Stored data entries
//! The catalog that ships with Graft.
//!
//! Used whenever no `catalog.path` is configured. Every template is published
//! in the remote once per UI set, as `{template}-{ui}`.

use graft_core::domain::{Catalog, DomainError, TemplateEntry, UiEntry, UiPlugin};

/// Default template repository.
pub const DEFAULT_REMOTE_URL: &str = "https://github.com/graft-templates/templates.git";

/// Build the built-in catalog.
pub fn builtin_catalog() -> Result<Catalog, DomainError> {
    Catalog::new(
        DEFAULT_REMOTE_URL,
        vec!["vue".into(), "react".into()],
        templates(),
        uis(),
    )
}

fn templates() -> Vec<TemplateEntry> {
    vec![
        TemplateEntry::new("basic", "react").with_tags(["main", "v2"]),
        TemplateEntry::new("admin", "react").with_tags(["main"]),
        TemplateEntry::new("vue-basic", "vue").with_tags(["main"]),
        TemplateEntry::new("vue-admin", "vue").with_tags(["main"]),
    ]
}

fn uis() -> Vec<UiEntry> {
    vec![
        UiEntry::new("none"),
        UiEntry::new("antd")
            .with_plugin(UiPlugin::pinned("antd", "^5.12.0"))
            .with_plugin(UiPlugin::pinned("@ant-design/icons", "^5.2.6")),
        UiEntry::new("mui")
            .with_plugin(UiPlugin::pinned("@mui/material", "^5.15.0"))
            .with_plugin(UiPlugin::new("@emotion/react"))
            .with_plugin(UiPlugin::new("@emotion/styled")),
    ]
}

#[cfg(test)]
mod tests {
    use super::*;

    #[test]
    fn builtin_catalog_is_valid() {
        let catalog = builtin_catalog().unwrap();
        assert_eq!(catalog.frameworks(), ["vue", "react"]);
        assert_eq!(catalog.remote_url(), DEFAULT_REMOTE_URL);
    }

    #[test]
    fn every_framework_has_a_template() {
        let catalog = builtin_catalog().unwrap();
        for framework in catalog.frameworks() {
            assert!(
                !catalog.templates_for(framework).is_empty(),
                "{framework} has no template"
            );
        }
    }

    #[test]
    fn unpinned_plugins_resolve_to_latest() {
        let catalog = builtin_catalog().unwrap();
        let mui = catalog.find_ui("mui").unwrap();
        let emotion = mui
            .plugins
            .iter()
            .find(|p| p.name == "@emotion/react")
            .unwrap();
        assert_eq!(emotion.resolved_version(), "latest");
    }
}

* * *

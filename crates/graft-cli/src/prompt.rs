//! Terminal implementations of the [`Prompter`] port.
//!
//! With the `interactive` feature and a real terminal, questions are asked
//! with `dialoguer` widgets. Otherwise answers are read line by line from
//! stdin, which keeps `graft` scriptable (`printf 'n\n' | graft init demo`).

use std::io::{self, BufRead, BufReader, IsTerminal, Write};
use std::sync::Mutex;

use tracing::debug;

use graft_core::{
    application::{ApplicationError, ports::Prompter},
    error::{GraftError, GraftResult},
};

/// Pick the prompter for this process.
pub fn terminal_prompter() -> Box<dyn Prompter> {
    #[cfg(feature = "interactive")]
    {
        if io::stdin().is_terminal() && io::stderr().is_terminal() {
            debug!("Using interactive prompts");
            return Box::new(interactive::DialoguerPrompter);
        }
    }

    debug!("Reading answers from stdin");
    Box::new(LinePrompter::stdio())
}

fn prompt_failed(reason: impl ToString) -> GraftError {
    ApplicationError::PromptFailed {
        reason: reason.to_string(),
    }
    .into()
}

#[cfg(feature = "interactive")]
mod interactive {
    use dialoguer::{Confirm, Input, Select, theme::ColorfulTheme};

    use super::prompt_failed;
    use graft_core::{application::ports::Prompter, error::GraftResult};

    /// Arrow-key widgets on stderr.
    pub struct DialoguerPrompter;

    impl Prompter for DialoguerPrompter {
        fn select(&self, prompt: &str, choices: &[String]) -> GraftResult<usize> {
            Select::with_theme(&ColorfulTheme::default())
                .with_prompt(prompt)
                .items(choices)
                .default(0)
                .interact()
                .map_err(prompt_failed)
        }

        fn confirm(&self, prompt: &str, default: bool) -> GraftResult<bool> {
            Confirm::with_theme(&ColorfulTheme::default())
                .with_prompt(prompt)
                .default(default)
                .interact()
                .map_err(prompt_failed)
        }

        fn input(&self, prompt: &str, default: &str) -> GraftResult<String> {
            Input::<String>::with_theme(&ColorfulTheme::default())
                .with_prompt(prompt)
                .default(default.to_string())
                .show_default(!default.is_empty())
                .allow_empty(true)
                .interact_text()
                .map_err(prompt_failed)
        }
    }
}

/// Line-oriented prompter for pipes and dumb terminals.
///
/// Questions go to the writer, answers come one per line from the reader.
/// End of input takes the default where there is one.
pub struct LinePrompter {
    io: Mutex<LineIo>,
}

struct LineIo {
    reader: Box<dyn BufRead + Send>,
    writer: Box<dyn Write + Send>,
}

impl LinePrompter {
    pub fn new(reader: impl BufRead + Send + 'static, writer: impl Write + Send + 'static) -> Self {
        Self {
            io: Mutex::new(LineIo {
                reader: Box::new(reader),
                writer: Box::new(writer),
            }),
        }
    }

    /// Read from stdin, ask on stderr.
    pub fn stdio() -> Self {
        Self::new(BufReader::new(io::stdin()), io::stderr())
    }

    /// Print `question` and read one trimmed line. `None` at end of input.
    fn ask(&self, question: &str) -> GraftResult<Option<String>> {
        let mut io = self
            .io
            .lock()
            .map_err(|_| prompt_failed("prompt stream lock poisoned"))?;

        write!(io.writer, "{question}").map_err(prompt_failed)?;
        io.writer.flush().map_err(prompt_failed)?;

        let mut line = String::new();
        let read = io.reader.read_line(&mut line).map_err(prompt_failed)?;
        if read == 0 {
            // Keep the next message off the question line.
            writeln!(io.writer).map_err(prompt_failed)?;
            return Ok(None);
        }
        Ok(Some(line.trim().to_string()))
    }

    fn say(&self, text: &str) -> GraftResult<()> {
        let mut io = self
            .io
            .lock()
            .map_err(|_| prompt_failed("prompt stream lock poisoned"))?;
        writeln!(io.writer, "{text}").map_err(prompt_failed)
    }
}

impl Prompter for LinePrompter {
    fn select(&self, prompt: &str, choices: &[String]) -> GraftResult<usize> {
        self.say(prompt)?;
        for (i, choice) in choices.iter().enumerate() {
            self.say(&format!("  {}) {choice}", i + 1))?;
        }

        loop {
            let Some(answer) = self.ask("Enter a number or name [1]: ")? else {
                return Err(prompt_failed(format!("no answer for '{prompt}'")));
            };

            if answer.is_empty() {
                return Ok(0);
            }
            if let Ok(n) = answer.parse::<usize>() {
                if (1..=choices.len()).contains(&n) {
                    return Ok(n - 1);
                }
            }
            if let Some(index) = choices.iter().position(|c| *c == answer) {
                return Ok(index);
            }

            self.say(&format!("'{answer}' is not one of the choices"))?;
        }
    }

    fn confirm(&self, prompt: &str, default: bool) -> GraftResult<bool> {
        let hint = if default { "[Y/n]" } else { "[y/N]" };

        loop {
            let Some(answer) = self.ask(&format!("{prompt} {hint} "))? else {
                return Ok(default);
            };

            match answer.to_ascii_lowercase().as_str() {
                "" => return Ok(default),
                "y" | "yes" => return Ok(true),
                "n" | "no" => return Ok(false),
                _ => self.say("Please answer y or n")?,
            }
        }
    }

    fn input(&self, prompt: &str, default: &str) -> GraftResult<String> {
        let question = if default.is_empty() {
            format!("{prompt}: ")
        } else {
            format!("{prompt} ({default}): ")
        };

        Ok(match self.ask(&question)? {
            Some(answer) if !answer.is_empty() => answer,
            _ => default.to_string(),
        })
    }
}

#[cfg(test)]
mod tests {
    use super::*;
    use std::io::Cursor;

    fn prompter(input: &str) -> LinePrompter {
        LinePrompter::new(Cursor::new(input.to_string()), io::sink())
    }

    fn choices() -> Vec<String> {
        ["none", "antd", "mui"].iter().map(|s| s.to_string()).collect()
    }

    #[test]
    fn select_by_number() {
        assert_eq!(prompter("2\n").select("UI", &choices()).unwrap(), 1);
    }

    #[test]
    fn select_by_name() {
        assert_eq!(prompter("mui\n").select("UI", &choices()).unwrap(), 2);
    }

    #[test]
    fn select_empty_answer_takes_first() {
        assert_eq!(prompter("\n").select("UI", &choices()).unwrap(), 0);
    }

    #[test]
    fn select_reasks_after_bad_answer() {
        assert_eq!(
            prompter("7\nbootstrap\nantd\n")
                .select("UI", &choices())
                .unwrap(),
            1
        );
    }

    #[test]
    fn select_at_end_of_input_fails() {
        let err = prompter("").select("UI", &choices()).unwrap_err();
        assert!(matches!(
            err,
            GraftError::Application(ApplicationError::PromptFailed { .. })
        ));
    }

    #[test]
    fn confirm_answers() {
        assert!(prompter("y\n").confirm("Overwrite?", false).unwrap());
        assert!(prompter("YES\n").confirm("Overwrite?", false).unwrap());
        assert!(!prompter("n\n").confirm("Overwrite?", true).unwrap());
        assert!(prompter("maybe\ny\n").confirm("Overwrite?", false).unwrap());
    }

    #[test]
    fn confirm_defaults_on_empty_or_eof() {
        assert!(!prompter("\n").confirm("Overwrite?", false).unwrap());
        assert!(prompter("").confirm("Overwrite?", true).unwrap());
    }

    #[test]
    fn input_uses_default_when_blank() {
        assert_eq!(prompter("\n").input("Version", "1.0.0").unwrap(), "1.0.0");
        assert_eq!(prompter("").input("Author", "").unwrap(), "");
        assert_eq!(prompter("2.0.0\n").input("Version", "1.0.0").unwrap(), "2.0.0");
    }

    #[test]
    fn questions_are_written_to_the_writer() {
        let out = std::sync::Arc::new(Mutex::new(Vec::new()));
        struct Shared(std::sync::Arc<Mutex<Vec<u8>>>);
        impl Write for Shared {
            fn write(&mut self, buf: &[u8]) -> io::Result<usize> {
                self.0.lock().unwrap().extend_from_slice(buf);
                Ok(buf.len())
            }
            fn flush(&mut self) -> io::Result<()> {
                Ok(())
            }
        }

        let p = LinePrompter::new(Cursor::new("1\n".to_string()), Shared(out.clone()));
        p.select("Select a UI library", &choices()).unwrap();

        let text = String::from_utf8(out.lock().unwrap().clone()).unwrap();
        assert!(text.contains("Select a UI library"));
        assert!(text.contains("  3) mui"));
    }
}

__Your assignment__
Count the lines in the records above that contain "UiPlugin", please, and give the number without any other words.

__Written answer__
6